*EXERCISE BRIEF*.
Provide only the number of lines in the data below that contain the string "must".

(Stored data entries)
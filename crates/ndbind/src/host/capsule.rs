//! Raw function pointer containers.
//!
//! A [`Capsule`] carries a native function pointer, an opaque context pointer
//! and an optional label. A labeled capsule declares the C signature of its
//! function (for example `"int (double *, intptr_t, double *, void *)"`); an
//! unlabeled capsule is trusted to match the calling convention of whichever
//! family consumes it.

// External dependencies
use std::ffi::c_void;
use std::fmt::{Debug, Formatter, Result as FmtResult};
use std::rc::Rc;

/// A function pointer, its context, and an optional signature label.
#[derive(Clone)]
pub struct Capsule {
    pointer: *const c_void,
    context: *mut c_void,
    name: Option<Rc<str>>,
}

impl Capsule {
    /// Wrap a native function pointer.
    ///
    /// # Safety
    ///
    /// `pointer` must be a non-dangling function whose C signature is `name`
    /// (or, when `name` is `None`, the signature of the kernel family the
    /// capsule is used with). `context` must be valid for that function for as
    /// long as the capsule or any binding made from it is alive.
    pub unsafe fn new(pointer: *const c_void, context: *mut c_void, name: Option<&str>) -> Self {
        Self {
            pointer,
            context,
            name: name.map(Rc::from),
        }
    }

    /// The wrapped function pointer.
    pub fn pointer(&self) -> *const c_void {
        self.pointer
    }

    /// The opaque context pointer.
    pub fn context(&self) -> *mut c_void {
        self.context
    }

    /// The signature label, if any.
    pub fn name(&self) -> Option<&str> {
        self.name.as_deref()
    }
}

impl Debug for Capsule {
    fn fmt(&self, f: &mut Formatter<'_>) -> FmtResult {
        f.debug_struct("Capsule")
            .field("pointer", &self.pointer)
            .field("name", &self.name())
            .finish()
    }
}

*TASK SOLUTION*.
2